Fuerte Tiuna or Fort Tiuna (more formally the Military Complex of Fort Tiuna) is the name given to one of the most recognized military installations in the city of Caracas and the South American and Caribbean country of Venezuela.

There are important institutions of various types, such as the headquarters of the Ministry of Popular Power for Defense, EFOFAC, The General Command of the Army, El Libertador Shooting Range, the Army Food Center, the Caracas Military Circle, Paseo Los Próceres, the Bolívar Battalion, La Viñeta Residence (Official Residence of the Vice President) and some units of the Venezuelan Military Academy.

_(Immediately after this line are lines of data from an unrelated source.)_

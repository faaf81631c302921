//! Telemetry event collection over [`dumpq`].
//!
//! Producer threads emit [`Event`]s into per-producer queues; a single
//! tokio task periodically drains every queue and hands the batches to an
//! [`EventExporter`]. Queue backpressure follows the configured
//! [`dumpq::OverflowPolicy`]: `Bounded` never loses an event, `Overwrite`
//! never stalls a producer.
//!
//! # Example
//!
//! ```no_run
//! use event_collector::{CollectorConfig, DrainLoop, Event, EventCollector, Severity, StdoutExporter};
//! use std::sync::Arc;
//!
//! # #[tokio::main] async fn main() {
//! let collector = EventCollector::new(CollectorConfig::default()).unwrap();
//! let drain_loop = DrainLoop::spawn(&collector, Arc::new(StdoutExporter::new(false))).unwrap();
//!
//! let producer = collector.register().unwrap();
//! producer.emit(Event::new(0, 0, Severity::Info, "startup"));
//!
//! drain_loop.shutdown().await.unwrap();
//! # }
//! ```

mod collector;
mod drain_loop;
mod event;
mod exporter;

pub use collector::{CollectorConfig, CollectorMetrics, EventCollector, EventDrainer, EventProducer};
pub use drain_loop::DrainLoop;
pub use event::{Event, EventBatch, Severity};
pub use exporter::{
    EventExporter, ExportError, JsonFileExporter, NullExporter, RecordingExporter, StdoutExporter,
};
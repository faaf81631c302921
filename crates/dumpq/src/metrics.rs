use std::sync::atomic::{AtomicU64, Ordering};

/// Per-slot operation counters.
///
/// All accesses use `Ordering::Relaxed`: these are purely statistical
/// counters with no control-flow dependencies and no happens-before
/// requirements, so slightly stale reads are acceptable and no memory
/// barriers land on the submit path.
#[derive(Debug, Default)]
pub struct Metrics {
    /// Items accepted into a queue.
    pub submitted: AtomicU64,
    /// Items handed to the drain callback.
    pub drained: AtomicU64,
    /// Items evicted by the Overwrite policy.
    pub overwritten: AtomicU64,
    /// Sleep intervals taken by blocked Bounded-policy submits.
    pub full_stalls: AtomicU64,
}

impl Metrics {
    pub fn new() -> Self {
        Self::default()
    }

    #[inline]
    pub(crate) fn add_submitted(&self, n: u64) {
        self.submitted.fetch_add(n, Ordering::Relaxed);
    }

    #[inline]
    pub(crate) fn add_drained(&self, n: u64) {
        self.drained.fetch_add(n, Ordering::Relaxed);
    }

    #[inline]
    pub(crate) fn add_overwritten(&self, n: u64) {
        self.overwritten.fetch_add(n, Ordering::Relaxed);
    }

    #[inline]
    pub(crate) fn add_full_stall(&self) {
        self.full_stalls.fetch_add(1, Ordering::Relaxed);
    }

    pub(crate) fn snapshot(&self) -> MetricsSnapshot {
        MetricsSnapshot {
            submitted: self.submitted.load(Ordering::Relaxed),
            drained: self.drained.load(Ordering::Relaxed),
            overwritten: self.overwritten.load(Ordering::Relaxed),
            full_stalls: self.full_stalls.load(Ordering::Relaxed),
            drain_passes: 0,
        }
    }
}

/// Point-in-time view of the counters, aggregated across all slots by
/// [`Dumper::metrics`](crate::Dumper::metrics).
#[derive(Debug, Clone, Copy, Default, PartialEq, Eq)]
pub struct MetricsSnapshot {
    pub submitted: u64,
    pub drained: u64,
    pub overwritten: u64,
    pub full_stalls: u64,
    /// Completed drain passes over the whole slot collection.
    pub drain_passes: u64,
}

#[cfg(test)]
mod tests {
    use super::*;

    #[test]
    fn test_snapshot_reflects_counts() {
        let metrics = Metrics::new();
        metrics.add_submitted(3);
        metrics.add_drained(2);
        metrics.add_overwritten(1);
        metrics.add_full_stall();

        let snap = metrics.snapshot();
        assert_eq!(snap.submitted, 3);
        assert_eq!(snap.drained, 2);
        assert_eq!(snap.overwritten, 1);
        assert_eq!(snap.full_stalls, 1);
    }
}
//! Bounded pool of blocking execution slots.
//!
//! Each slot is a named OS thread pulling boxed jobs from one shared
//! unbounded queue, so submission never blocks the control flow while the
//! work itself may block for as long as the worker function needs. The pool
//! size is fixed at construction.
//!
//! Two teardown modes exist:
//! - [`SlotPool::shutdown`] closes the queue and joins every slot.
//! - [`SlotPool::shutdown_now`] closes the queue, drops any job that has not
//!   started yet and detaches the slots without joining them. It returns
//!   immediately even if every slot is stuck inside a network call.

use crate::error::{Error, ProbeError, Result};
use crossbeam_channel::{Receiver, Sender};
use std::any::Any;
use std::future::Future;
use std::panic::AssertUnwindSafe;
use std::pin::Pin;
use std::sync::atomic::{AtomicBool, AtomicU64, AtomicUsize, Ordering};
use std::sync::{Arc, Mutex, MutexGuard};
use std::task::{Context, Poll};
use std::thread::{self, JoinHandle};
use tokio::sync::oneshot;

type Job = Box<dyn FnOnce() + Send + 'static>;

/// Slot occupancy counters shared between the pool handle and its threads
#[derive(Debug, Default)]
struct Occupancy {
    busy: AtomicUsize,
    peak: AtomicUsize,
    completed: AtomicU64,
}

impl Occupancy {
    fn enter(self: &Arc<Self>) -> OccupancyGuard {
        let now = self.busy.fetch_add(1, Ordering::SeqCst) + 1;
        self.peak.fetch_max(now, Ordering::SeqCst);
        OccupancyGuard {
            occupancy: self.clone(),
        }
    }
}

struct OccupancyGuard {
    occupancy: Arc<Occupancy>,
}

impl Drop for OccupancyGuard {
    fn drop(&mut self) {
        self.occupancy.busy.fetch_sub(1, Ordering::SeqCst);
        self.occupancy.completed.fetch_add(1, Ordering::Relaxed);
    }
}

/// Fixed-capacity pool of blocking execution slots
pub struct SlotPool {
    capacity: usize,
    sender: Mutex<Option<Sender<Job>>>,
    slots: Mutex<Vec<JoinHandle<()>>>,
    abandoned: Arc<AtomicBool>,
    occupancy: Arc<Occupancy>,
}

impl SlotPool {
    /// Spawn `capacity` execution slots
    ///
    /// Fails with [`Error::Config`] on a zero capacity and with
    /// [`Error::SlotSpawn`] if the OS refuses a thread. Slots that were
    /// already started are detached in that case.
    pub fn new(capacity: usize) -> Result<Self> {
        if capacity == 0 {
            return Err(Error::config(
                "concurrency_limit",
                "worker pool needs at least one execution slot",
            ));
        }

        let (sender, receiver) = crossbeam_channel::unbounded::<Job>();
        let abandoned = Arc::new(AtomicBool::new(false));
        let mut slots = Vec::with_capacity(capacity);

        for slot in 0..capacity {
            let receiver = receiver.clone();
            let abandoned = abandoned.clone();
            let handle = thread::Builder::new()
                .name(format!("probe-slot-{slot}"))
                .spawn(move || run_slot(slot, receiver, abandoned))
                .map_err(|source| Error::SlotSpawn { slot, source })?;
            slots.push(handle);
        }

        tracing::debug!(capacity, "worker pool started");

        Ok(Self {
            capacity,
            sender: Mutex::new(Some(sender)),
            slots: Mutex::new(slots),
            abandoned,
            occupancy: Arc::new(Occupancy::default()),
        })
    }

    /// Number of execution slots
    pub fn capacity(&self) -> usize {
        self.capacity
    }

    /// Slots currently running a job
    pub fn busy(&self) -> usize {
        self.occupancy.busy.load(Ordering::SeqCst)
    }

    /// Highest number of simultaneously busy slots observed so far
    pub fn peak_busy(&self) -> usize {
        self.occupancy.peak.load(Ordering::SeqCst)
    }

    /// Jobs that finished running (including ones that panicked)
    pub fn completed(&self) -> u64 {
        self.occupancy.completed.load(Ordering::Relaxed)
    }

    /// Whether either teardown has run
    pub fn is_closed(&self) -> bool {
        lock(&self.sender).is_none()
    }

    /// Queue a blocking job and return a ticket that resolves when it finishes
    ///
    /// Never blocks. A panic inside `job` is caught in the slot and reported
    /// as [`ProbeError::Panicked`]; the slot keeps serving.
    pub fn submit<F, T>(&self, job: F) -> Result<SlotTicket<T>>
    where
        F: FnOnce() -> T + Send + 'static,
        T: Send + 'static,
    {
        let (tx, rx) = oneshot::channel();
        let occupancy = self.occupancy.clone();

        let wrapped: Job = Box::new(move || {
            let result = {
                let _guard = occupancy.enter();
                std::panic::catch_unwind(AssertUnwindSafe(job))
                    .map_err(|payload| ProbeError::Panicked(panic_message(payload.as_ref())))
            };
            // Receiver may be gone if the batch was abandoned.
            let _ = tx.send(result);
        });

        let sender = lock(&self.sender);
        match sender.as_ref() {
            Some(sender) => sender.send(wrapped).map_err(|_| Error::PoolClosed)?,
            None => return Err(Error::PoolClosed),
        }

        Ok(SlotTicket { rx })
    }

    /// Close the queue and wait for every slot to exit
    ///
    /// Jobs already queued still run. Blocks the calling thread; call it from
    /// `spawn_blocking` inside async code.
    pub fn shutdown(&self) {
        drop(lock(&self.sender).take());

        let handles = std::mem::take(&mut *lock(&self.slots));
        for (slot, handle) in handles.into_iter().enumerate() {
            if handle.join().is_err() {
                tracing::warn!(slot, "execution slot exited abnormally");
            }
        }

        tracing::debug!(completed = self.completed(), "worker pool drained");
    }

    /// Close the queue and detach every slot without waiting
    ///
    /// Jobs not yet started are dropped and their tickets resolve to
    /// [`ProbeError::Abandoned`]. Jobs occupying a slot keep running until
    /// they return or the process exits; their results are never observed.
    /// Returns the number of slots that were busy at teardown.
    pub fn shutdown_now(&self) -> usize {
        self.abandoned.store(true, Ordering::SeqCst);
        drop(lock(&self.sender).take());

        let detached = std::mem::take(&mut *lock(&self.slots));
        let busy = self.busy();
        tracing::debug!(
            detached = detached.len(),
            busy,
            "worker pool torn down without waiting"
        );
        drop(detached);
        busy
    }
}

impl Drop for SlotPool {
    fn drop(&mut self) {
        // Never join here; a dropped pool behaves like a closed queue.
        if let Ok(mut sender) = self.sender.lock() {
            sender.take();
        }
    }
}

impl std::fmt::Debug for SlotPool {
    fn fmt(&self, f: &mut std::fmt::Formatter<'_>) -> std::fmt::Result {
        f.debug_struct("SlotPool")
            .field("capacity", &self.capacity)
            .field("busy", &self.busy())
            .field("closed", &self.is_closed())
            .finish()
    }
}

/// Completion handle for one submitted job
///
/// Resolves to the job's return value, or to a [`ProbeError`] if it panicked
/// or was abandoned by [`SlotPool::shutdown_now`].
#[must_use = "a ticket does nothing unless awaited"]
pub struct SlotTicket<T> {
    rx: oneshot::Receiver<std::result::Result<T, ProbeError>>,
}

impl<T> Future for SlotTicket<T> {
    type Output = std::result::Result<T, ProbeError>;

    fn poll(mut self: Pin<&mut Self>, cx: &mut Context<'_>) -> Poll<Self::Output> {
        Pin::new(&mut self.rx).poll(cx).map(|received| match received {
            Ok(result) => result,
            Err(_) => Err(ProbeError::Abandoned),
        })
    }
}

fn run_slot(slot: usize, receiver: Receiver<Job>, abandoned: Arc<AtomicBool>) {
    tracing::trace!(slot, "execution slot started");
    for job in receiver.iter() {
        if abandoned.load(Ordering::SeqCst) {
            drop(job);
            continue;
        }
        job();
    }
    tracing::trace!(slot, "execution slot exiting");
}

fn lock<T>(mutex: &Mutex<T>) -> MutexGuard<'_, T> {
    mutex.lock().unwrap_or_else(|poisoned| poisoned.into_inner())
}

fn panic_message(panic: &(dyn Any + Send)) -> String {
    if let Some(message) = panic.downcast_ref::<&str>() {
        (*message).to_string()
    } else if let Some(message) = panic.downcast_ref::<String>() {
        message.clone()
    } else {
        "unknown panic payload".to_string()
    }
}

It is located between Coche and El Valle parishes, both south of the Libertador Municipality and southwest of the Caracas Metropolitan District, to the north center of Venezuela.

It houses not only military structures but also sports, urban, cultural, financial spaces etc, highlights the Tiuna City Complex a complex of thousands of homes built under the auspices of the Ministry of Habitat and Housing and Residences Carlos Raúl Villanueva assigned to military personnel.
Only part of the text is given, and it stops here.